Unfortunately, it’s nothing new. Some years ago, I worked as a design engineer for a mining and construction-equipment manufacturer. When times were good, monthly sales ran into the dozens of million-dollar machines. Several hundred engineers, and the hourly workers in our two production plants, were working 55 hours per week. Everyone, it seemed, sported a new car or truck.
Until the inevitable recession hit. Monthly sales dwindled to single digits and eventually, to none at all. Hours were cut and every two weeks another dozen people were trotted down to HR for their layoff notices. Morale was rotten, tensions ran high and we all wondered whose number was up next. When I fortunately found employment elsewhere, head count was down 80%. Eventually the company was forced into a merger that shuttered our facilities and moved all the jobs offshore.
And so it goes today. Caterpillar, which a few years ago acquired Bucyrus International, just announced it will explore “strategic alternatives” for its mining products.
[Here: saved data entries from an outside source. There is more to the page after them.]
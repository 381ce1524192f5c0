use std::collections::BTreeMap;
use std::fs;
use std::path::{Component, Path, PathBuf};

use relocate_core::Warnings;

pub fn safe_relative_path(raw: &str) -> Option<PathBuf> {
    let trimmed = raw.trim().trim_start_matches("./");
    if trimmed.is_empty() {
        return None;
    }
    let path = Path::new(trimmed);
    let mut out = PathBuf::new();
    for component in path.components() {
        match component {
            Component::Normal(segment) => out.push(segment),
            Component::CurDir => {}
            _ => return None,
        }
    }
    (!out.as_os_str().is_empty()).then_some(out)
}

pub fn apply_file_mappings(
    root: &Path,
    mappings: &BTreeMap<String, String>,
    warnings: &mut Warnings,
) -> usize {
    let mut applied = 0;
    for (source, destination) in mappings {
        let (Some(source_rel), Some(destination_rel)) =
            (safe_relative_path(source), safe_relative_path(destination))
        else {
            warnings.rewrite(format!(
                "file mapping {source} -> {destination} ignored: paths must be relative"
            ));
            continue;
        };

        let from = root.join(&source_rel);
        let to = root.join(&destination_rel);
        if fs::symlink_metadata(&from).is_err() {
            warnings.rewrite(format!(
                "file mapping {source} -> {destination} ignored: source not found"
            ));
            continue;
        }
        if fs::symlink_metadata(&to).is_ok() {
            warnings.rewrite(format!(
                "file mapping {source} -> {destination} ignored: destination exists"
            ));
            continue;
        }
        if let Some(parent) = to.parent() {
            if let Err(err) = fs::create_dir_all(parent) {
                warnings.rewrite(format!(
                    "file mapping {source} -> {destination} failed: {err}"
                ));
                continue;
            }
        }
        match fs::rename(&from, &to) {
            Ok(()) => {
                log::info!("mapped {source} -> {destination}");
                applied += 1;
            }
            Err(err) => warnings.rewrite(format!(
                "file mapping {source} -> {destination} failed: {err}"
            )),
        }
    }
    applied
}
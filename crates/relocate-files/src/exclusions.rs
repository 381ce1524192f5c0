use std::path::{Component, Path};

pub const DEFAULT_EXCLUSIONS: [&str; 8] = [
    "/var/cache/",
    "/cache/",
    "/var/logs/",
    "/log/",
    "/vendor/",
    "/.git/",
    "/.svn/",
    "/.hg/",
];

#[derive(Debug, Clone, PartialEq, Eq)]
pub struct ExclusionRuleSet {
    fragments: Vec<String>,
}

impl Default for ExclusionRuleSet {
    fn default() -> Self {
        Self {
            fragments: DEFAULT_EXCLUSIONS
                .iter()
                .map(|fragment| fragment.to_string())
                .collect(),
        }
    }
}

impl ExclusionRuleSet {
    pub fn for_self_module(self_module: Option<&str>) -> Self {
        let mut rules = Self::default();
        if let Some(name) = self_module.map(str::trim).filter(|name| !name.is_empty()) {
            rules.fragments.push(format!("/modules/{name}/"));
        }
        rules
    }

    pub fn fragments(&self) -> &[String] {
        &self.fragments
    }

    pub fn is_excluded(&self, relative: &Path, is_dir: bool) -> bool {
        let Some(normalized) = normalize(relative, is_dir) else {
            return false;
        };
        self.fragments
            .iter()
            .any(|fragment| normalized.contains(fragment.as_str()))
    }
}

fn normalize(relative: &Path, is_dir: bool) -> Option<String> {
    let segments = relative
        .components()
        .filter_map(|component| match component {
            Component::Normal(segment) => Some(segment.to_string_lossy().into_owned()),
            _ => None,
        })
        .collect::<Vec<_>>();
    if segments.is_empty() {
        return None;
    }
    let mut normalized = format!("/{}", segments.join("/"));
    if is_dir {
        normalized.push('/');
    }
    Some(normalized)
}
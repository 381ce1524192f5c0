use std::fs;
use std::path::{Path, PathBuf};
use std::sync::atomic::{AtomicU64, Ordering};
use std::time::{SystemTime, UNIX_EPOCH};

use anyhow::{Context, Result};
use relocate_core::MigrationError;

use crate::admin::detect_admin_dir;

static TMP_NAME_COUNTER: AtomicU64 = AtomicU64::new(0);

const WRITE_PROBE_NAME: &str = ".relocate-write-probe";

#[derive(Debug, Clone, Copy, PartialEq, Eq)]
pub enum PathKind {
    WorkspaceRoot,
    BackupStore,
    LogStore,
    InstallationRoot,
    AdminDirectory,
}

impl PathKind {
    pub fn as_str(self) -> &'static str {
        match self {
            Self::WorkspaceRoot => "workspace",
            Self::BackupStore => "backups",
            Self::LogStore => "logs",
            Self::InstallationRoot => "installation",
            Self::AdminDirectory => "admin",
        }
    }
}

#[derive(Debug, Clone, PartialEq, Eq)]
pub struct StoreLayout {
    workspace_root: PathBuf,
    installation_root: PathBuf,
    admin_dir_name: Option<String>,
}

impl StoreLayout {
    pub fn new(workspace_root: impl Into<PathBuf>, installation_root: impl Into<PathBuf>) -> Self {
        Self {
            workspace_root: workspace_root.into(),
            installation_root: installation_root.into(),
            admin_dir_name: None,
        }
    }

    pub fn with_admin_dir_name(mut self, name: impl Into<String>) -> Self {
        let name = name.into();
        self.admin_dir_name = (!name.trim().is_empty()).then(|| name.trim().to_string());
        self
    }

    pub fn workspace_root(&self) -> &Path {
        &self.workspace_root
    }

    pub fn installation_root(&self) -> &Path {
        &self.installation_root
    }

    pub fn backups_dir(&self) -> PathBuf {
        self.workspace_root.join("backups")
    }

    pub fn logs_dir(&self) -> PathBuf {
        self.workspace_root.join("logs")
    }

    pub fn tmp_dir(&self) -> PathBuf {
        self.workspace_root.join("tmp")
    }

    pub fn state_dir(&self) -> PathBuf {
        self.workspace_root.join("state")
    }

    pub fn migration_state_path(&self) -> PathBuf {
        self.state_dir().join("migration.json")
    }

    pub fn resolve(&self, kind: PathKind) -> Result<PathBuf> {
        Ok(match kind {
            PathKind::WorkspaceRoot => self.workspace_root.clone(),
            PathKind::BackupStore => self.backups_dir(),
            PathKind::LogStore => self.logs_dir(),
            PathKind::InstallationRoot => self.installation_root.clone(),
            PathKind::AdminDirectory => self.installation_root.join(self.admin_dir_name()?),
        })
    }

    pub fn admin_dir_name(&self) -> Result<String> {
        if let Some(name) = &self.admin_dir_name {
            return Ok(name.clone());
        }
        let candidate = detect_admin_dir(&self.installation_root)?.ok_or_else(|| {
            MigrationError::directory(format!(
                "no admin directory detected under {}",
                self.installation_root.display()
            ))
        })?;
        Ok(candidate.name)
    }

    pub fn ensure_directories(&self) -> Result<()> {
        for dir in [
            self.workspace_root.clone(),
            self.backups_dir(),
            self.logs_dir(),
            self.tmp_dir(),
            self.state_dir(),
        ] {
            create_owner_dir(&dir)?;
            ensure_writable(&dir)?;
        }
        Ok(())
    }

    pub fn unique_tmp_path(&self, prefix: &str, extension: &str) -> Result<PathBuf> {
        let unix = SystemTime::now()
            .duration_since(UNIX_EPOCH)
            .context("system time is before unix epoch")?
            .as_secs();
        let sequence = TMP_NAME_COUNTER.fetch_add(1, Ordering::Relaxed);
        let mut name = format!("{prefix}-{}-{unix}-{sequence}", std::process::id());
        if !extension.is_empty() {
            name.push('.');
            name.push_str(extension);
        }
        Ok(self.tmp_dir().join(name))
    }

    pub fn make_tmp_dir(&self, prefix: &str) -> Result<PathBuf> {
        let dir = self.unique_tmp_path(prefix, "")?;
        fs::create_dir_all(&dir)
            .with_context(|| format!("failed creating tmp dir: {}", dir.display()))?;
        Ok(dir)
    }
}

fn create_owner_dir(dir: &Path) -> Result<()> {
    let mut builder = fs::DirBuilder::new();
    builder.recursive(true);
    #[cfg(unix)]
    {
        use std::os::unix::fs::DirBuilderExt;
        builder.mode(0o755);
    }
    builder.create(dir).map_err(|err| {
        MigrationError::directory(format!("failed to create {}: {err}", dir.display()))
    })?;
    if !dir.is_dir() {
        return Err(MigrationError::directory(format!(
            "{} exists but is not a directory",
            dir.display()
        ))
        .into());
    }
    Ok(())
}

fn ensure_writable(dir: &Path) -> Result<()> {
    let probe = dir.join(WRITE_PROBE_NAME);
    fs::write(&probe, b"").map_err(|err| {
        MigrationError::directory(format!("{} is not writable: {err}", dir.display()))
    })?;
    if let Err(err) = fs::remove_file(&probe) {
        log::warn!("failed to remove write probe {}: {err}", probe.display());
    }
    Ok(())
}

pub fn default_workspace_root() -> Result<PathBuf> {
    if let Some(root) = std::env::var_os("RELOCATE_HOME").filter(|value| !value.is_empty()) {
        return Ok(PathBuf::from(root));
    }

    if cfg!(windows) {
        let app_data = std::env::var("LOCALAPPDATA")
            .context("LOCALAPPDATA is not set; cannot resolve Windows workspace root")?;
        return Ok(PathBuf::from(app_data).join("Relocate"));
    }

    let home = std::env::var("HOME").context("HOME is not set; cannot resolve workspace root")?;
    Ok(PathBuf::from(home).join(".relocate"))
}
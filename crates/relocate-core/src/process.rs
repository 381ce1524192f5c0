use std::io::{self, Read};
use std::process::{Command, Output, Stdio};

use anyhow::{Context, Result};

use crate::MigrationError;

#[derive(Debug, Clone, Default, PartialEq, Eq)]
pub struct CommandOutput {
    pub stdout: String,
    pub stderr: String,
}

pub fn run_command(command: &mut Command, context_message: &str) -> Result<CommandOutput> {
    log::debug!("running {}", describe_command(command));
    let output = command
        .output()
        .with_context(|| format!("{context_message}: command failed to start"))?;
    check_output(command, output).context(context_message.to_string())
}

pub fn run_command_with_stdin(
    command: &mut Command,
    input: &mut dyn Read,
    context_message: &str,
) -> Result<CommandOutput> {
    log::debug!("running {} with piped stdin", describe_command(command));
    let mut child = command
        .stdin(Stdio::piped())
        .stdout(Stdio::piped())
        .stderr(Stdio::piped())
        .spawn()
        .with_context(|| format!("{context_message}: command failed to start"))?;

    let copy_result = match child.stdin.take() {
        Some(mut stdin) => io::copy(input, &mut stdin).map(|_| ()),
        None => Ok(()),
    };
    let output = child
        .wait_with_output()
        .with_context(|| format!("{context_message}: failed waiting for command"))?;

    // A child that dies early closes its stdin; its own exit status explains why.
    let checked = check_output(command, output).context(context_message.to_string())?;
    copy_result.with_context(|| format!("{context_message}: failed streaming input"))?;
    Ok(checked)
}

fn check_output(command: &Command, output: Output) -> Result<CommandOutput> {
    let stdout = String::from_utf8_lossy(&output.stdout).into_owned();
    let stderr = String::from_utf8_lossy(&output.stderr).into_owned();
    if output.status.success() {
        return Ok(CommandOutput { stdout, stderr });
    }

    let status = match output.status.code() {
        Some(code) => format!("exit status {code}"),
        None => "termination by signal".to_string(),
    };
    Err(MigrationError::Subprocess {
        program: command.get_program().to_string_lossy().into_owned(),
        status,
        stdout,
        stderr,
    }
    .into())
}

pub fn describe_command(command: &Command) -> String {
    let mut parts = vec![command.get_program().to_string_lossy().into_owned()];
    for arg in command.get_args() {
        let arg = arg.to_string_lossy();
        if arg.starts_with("--password") {
            parts.push("--password=***".to_string());
        } else {
            parts.push(arg.into_owned());
        }
    }
    parts.join(" ")
}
That includes halting production of certain equipment, selling off product lines, reducing workforce and repurposing its North Carolina plant from a mining to a rail facility. In July, Komatsu agreed to buy mining-equipment maker Joy Global for about a third of its valuation of only five years ago.
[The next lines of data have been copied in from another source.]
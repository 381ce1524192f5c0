use std::fs;
use std::path::{Path, PathBuf};

use anyhow::{Context, Result};

pub const ADMIN_MARKERS: [&str; 6] = [
    "index.php",
    "themes",
    "tabs",
    "filemanager",
    "functions.php",
    "init.php",
];

pub const ADMIN_SCORE_THRESHOLD: usize = 3;

#[derive(Debug, Clone, PartialEq, Eq)]
pub struct AdminDirectoryCandidate {
    pub name: String,
    pub path: PathBuf,
    pub score: usize,
}

impl AdminDirectoryCandidate {
    pub fn qualifies(&self) -> bool {
        self.score >= ADMIN_SCORE_THRESHOLD
    }
}

pub fn admin_score(dir: &Path) -> usize {
    ADMIN_MARKERS
        .iter()
        .filter(|marker| fs::symlink_metadata(dir.join(marker)).is_ok())
        .count()
}

pub fn scan_admin_candidates(root: &Path) -> Result<Vec<AdminDirectoryCandidate>> {
    let mut candidates = Vec::new();
    for entry in fs::read_dir(root).with_context(|| format!("failed to read {}", root.display()))? {
        let entry = entry?;
        let file_type = entry
            .file_type()
            .with_context(|| format!("failed to stat {}", entry.path().display()))?;
        if !file_type.is_dir() {
            continue;
        }
        let path = entry.path();
        candidates.push(AdminDirectoryCandidate {
            name: entry.file_name().to_string_lossy().into_owned(),
            score: admin_score(&path),
            path,
        });
    }
    candidates.sort_by(|left, right| left.name.cmp(&right.name));
    Ok(candidates)
}

pub fn find_admin_dirs(root: &Path) -> Result<Vec<AdminDirectoryCandidate>> {
    Ok(scan_admin_candidates(root)?
        .into_iter()
        .filter(AdminDirectoryCandidate::qualifies)
        .collect())
}

pub fn detect_admin_dir(root: &Path) -> Result<Option<AdminDirectoryCandidate>> {
    let mut qualifying = find_admin_dirs(root)?;
    if qualifying.len() > 1 {
        let others = qualifying[1..]
            .iter()
            .map(|candidate| format!("{} (score {})", candidate.name, candidate.score))
            .collect::<Vec<_>>();
        log::warn!(
            "several admin directories under {}; using {} and ignoring {}",
            root.display(),
            qualifying[0].name,
            others.join(", ")
        );
    }
    if qualifying.is_empty() {
        return Ok(None);
    }
    Ok(Some(qualifying.remove(0)))
}
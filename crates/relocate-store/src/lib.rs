mod admin;
mod backups;
mod layout;
mod usage;

pub use admin::{
    admin_score, detect_admin_dir, find_admin_dirs, scan_admin_candidates,
    AdminDirectoryCandidate, ADMIN_MARKERS, ADMIN_SCORE_THRESHOLD,
};
pub use backups::{list_backups, prune_backups, BackupEntry, BackupKind, PruneReport};
pub use layout::{default_workspace_root, PathKind, StoreLayout};
pub use usage::{disk_usage, DiskUsage};
use std::path::Path;
use std::process::Command;

use anyhow::{anyhow, Context, Result};
use relocate_core::run_command;
use serde::Serialize;

use crate::StoreLayout;

#[derive(Debug, Clone, Copy, PartialEq, Eq, Serialize)]
pub struct DiskUsage {
    pub total_bytes: u64,
    pub used_bytes: u64,
    pub free_bytes: u64,
}

impl StoreLayout {
    pub fn disk_usage(&self) -> Result<DiskUsage> {
        let backups = self.backups_dir();
        let probe = if backups.exists() {
            backups
        } else {
            self.workspace_root().to_path_buf()
        };
        disk_usage(&probe)
    }
}

pub fn disk_usage(path: &Path) -> Result<DiskUsage> {
    if cfg!(windows) {
        return Err(anyhow!("disk usage reporting is not supported on Windows hosts"));
    }
    let output = run_command(
        &mut build_df_command(path),
        &format!("failed to query disk usage for {}", path.display()),
    )?;
    parse_df_output(&output.stdout)
        .with_context(|| format!("failed parsing df output for {}", path.display()))
}

pub(crate) fn build_df_command(path: &Path) -> Command {
    let mut command = Command::new("df");
    command.arg("-Pk").arg(path);
    command
}

pub(crate) fn parse_df_output(raw: &str) -> Result<DiskUsage> {
    let line = raw
        .lines()
        .skip(1)
        .map(str::trim)
        .find(|line| !line.is_empty())
        .ok_or_else(|| anyhow!("df output has no data row"))?;
    let fields = line.split_whitespace().collect::<Vec<_>>();
    if fields.len() < 6 {
        return Err(anyhow!("unexpected df row: {line}"));
    }

    // Filesystem names may contain spaces; the numeric columns are counted from the end.
    let numeric = &fields[fields.len() - 5..fields.len() - 2];
    let parse_kib = |value: &str, column: &str| -> Result<u64> {
        value
            .parse::<u64>()
            .map(|kib| kib.saturating_mul(1024))
            .with_context(|| format!("invalid df {column} column: {value}"))
    };

    Ok(DiskUsage {
        total_bytes: parse_kib(numeric[0], "total")?,
        used_bytes: parse_kib(numeric[1], "used")?,
        free_bytes: parse_kib(numeric[2], "available")?,
    })
}
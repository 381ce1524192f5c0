use serde::Serialize;

use crate::WarningKind;

#[derive(Debug, Clone, PartialEq, Eq, Serialize)]
pub struct MigrationWarning {
    pub kind: WarningKind,
    pub message: String,
}

#[derive(Debug, Clone, Default, PartialEq, Eq, Serialize)]
pub struct Warnings {
    entries: Vec<MigrationWarning>,
}

impl Warnings {
    pub fn new() -> Self {
        Self::default()
    }

    pub fn rewrite(&mut self, message: impl Into<String>) {
        self.push(WarningKind::Rewrite, message.into());
    }

    pub fn cleanup(&mut self, message: impl Into<String>) {
        self.push(WarningKind::Cleanup, message.into());
    }

    fn push(&mut self, kind: WarningKind, message: String) {
        log::warn!("[{kind}] {message}");
        self.entries.push(MigrationWarning { kind, message });
    }

    pub fn extend(&mut self, other: Warnings) {
        self.entries.extend(other.entries);
    }

    pub fn is_empty(&self) -> bool {
        self.entries.is_empty()
    }

    pub fn len(&self) -> usize {
        self.entries.len()
    }

    pub fn iter(&self) -> impl Iterator<Item = &MigrationWarning> {
        self.entries.iter()
    }

    pub fn of_kind(&self, kind: WarningKind) -> impl Iterator<Item = &MigrationWarning> {
        self.entries.iter().filter(move |entry| entry.kind == kind)
    }

    pub fn messages(&self) -> Vec<String> {
        self.entries
            .iter()
            .map(|entry| format!("{}: {}", entry.kind, entry.message))
            .collect()
    }
}
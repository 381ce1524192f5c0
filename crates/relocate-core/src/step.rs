use std::time::{Duration, Instant};

use anyhow::Result;
use serde::{Deserialize, Serialize};

pub const DEFAULT_TIME_BUDGET: Duration = Duration::from_secs(25);

pub const EXIT_OK: i32 = 0;
pub const EXIT_FAILED: i32 = 1;

pub fn is_remaining_time_enough(elapsed: Duration, budget: Duration) -> bool {
    elapsed < budget
}

#[derive(Debug, Clone, Copy, PartialEq, Eq, PartialOrd, Ord, Hash, Serialize, Deserialize)]
#[serde(rename_all = "snake_case")]
pub enum StepKind {
    RestoreDatabase,
    RewriteUrls,
    MigrateFiles,
}

impl StepKind {
    pub fn as_str(self) -> &'static str {
        match self {
            Self::RestoreDatabase => "restore_database",
            Self::RewriteUrls => "rewrite_urls",
            Self::MigrateFiles => "migrate_files",
        }
    }
}

#[derive(Debug, Clone, Default, PartialEq, Eq, Serialize, Deserialize)]
pub struct StepState {
    pub done: bool,
    pub error: bool,
    pub next: Option<StepKind>,
    pub status: String,
}

impl StepState {
    pub fn pending(status: impl Into<String>) -> Self {
        Self {
            status: status.into(),
            ..Self::default()
        }
    }

    pub fn finish(&mut self, next: Option<StepKind>, status: impl Into<String>) {
        self.done = true;
        self.error = false;
        self.next = next;
        self.status = status.into();
    }

    pub fn fail(&mut self, status: impl Into<String>) {
        self.done = false;
        self.error = true;
        self.next = None;
        self.status = status.into();
    }
}

pub trait TaskStep {
    fn kind(&self) -> StepKind;

    fn init(&mut self) -> Result<()>;

    fn run(&mut self) -> i32;

    fn state(&self) -> &StepState;

    fn is_step_done(&self) -> bool {
        self.state().done
    }

    fn next_step(&self) -> Option<StepKind> {
        self.state().next
    }

    fn has_error(&self) -> bool {
        self.state().error
    }

    fn status(&self) -> &str {
        &self.state().status
    }
}

#[derive(Debug, Clone, PartialEq, Eq)]
pub enum DriveOutcome {
    Finished,
    Failed { step: StepKind, status: String },
    Handoff { next: StepKind },
}

pub struct StepDriver {
    budget: Duration,
    started_at: Instant,
}

impl StepDriver {
    pub fn new(budget: Duration) -> Self {
        Self {
            budget,
            started_at: Instant::now(),
        }
    }

    pub fn elapsed(&self) -> Duration {
        self.started_at.elapsed()
    }

    pub fn drive<'s, F>(&self, start: StepKind, mut make_step: F) -> Result<DriveOutcome>
    where
        F: FnMut(StepKind) -> Result<Box<dyn TaskStep + 's>>,
    {
        let mut current = Some(start);
        let mut first = true;
        while let Some(kind) = current {
            if !first && !is_remaining_time_enough(self.elapsed(), self.budget) {
                log::info!(
                    "time budget of {:?} spent after {:?}; handing off at {}",
                    self.budget,
                    self.elapsed(),
                    kind.as_str()
                );
                return Ok(DriveOutcome::Handoff { next: kind });
            }
            first = false;

            let mut step = make_step(kind)?;
            step.init()?;
            let code = step.run();
            log::info!(
                "step {} exited with {code}: {}",
                kind.as_str(),
                step.status()
            );
            if code != EXIT_OK || step.has_error() || !step.is_step_done() {
                return Ok(DriveOutcome::Failed {
                    step: kind,
                    status: step.status().to_string(),
                });
            }
            current = step.next_step();
        }
        Ok(DriveOutcome::Finished)
    }
}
The underlying reasons for current low commodity prices are well documented. According to economist Eli Lustgarten of ESL Consultants, slowing growth in China has put the brakes on commodities demand. As a result, exporters such as Australia and Brazil are faced with excess supplies of raw materials like iron ore and copper. In the U.S., stagnant electricity prices and the EPA’s de facto ban on new coal-fired plants have coal production down significantly.
Around the globe, mining firms have scaled back on capital spending or have gone bankrupt. Many companies have postponed normal machine replacement, cut maintenance and, when necessary, cannibalized their existing fleet. For example, mining trucks are normally replaced every 2.5 to 3 years, but that’s now stretched to 6 to 10 years, said Lustgarten. Demand peaked in 2012 at about 1,500 units, and has fallen to around 200 trucks per year today.
The collapse of commodity and energy prices has triggered what Jim Meil of Act Research Co. termed a “death spiral” for mining and oilfield-equipment markets. The good news, he said, is the decline has slowed and is now near bottom. Many experts say population growth and urbanization will drive long-term demand.
Optimists should hark back to the mining-machinery boom of the last decade, when miners complained of equipment shortages and long lead times. MINExpo is as much about future prospects and new technology as it is about current conditions. Around 60,000 people came in 2012. It will be interesting to gage this year’s attendance, and see if better times lie ahead.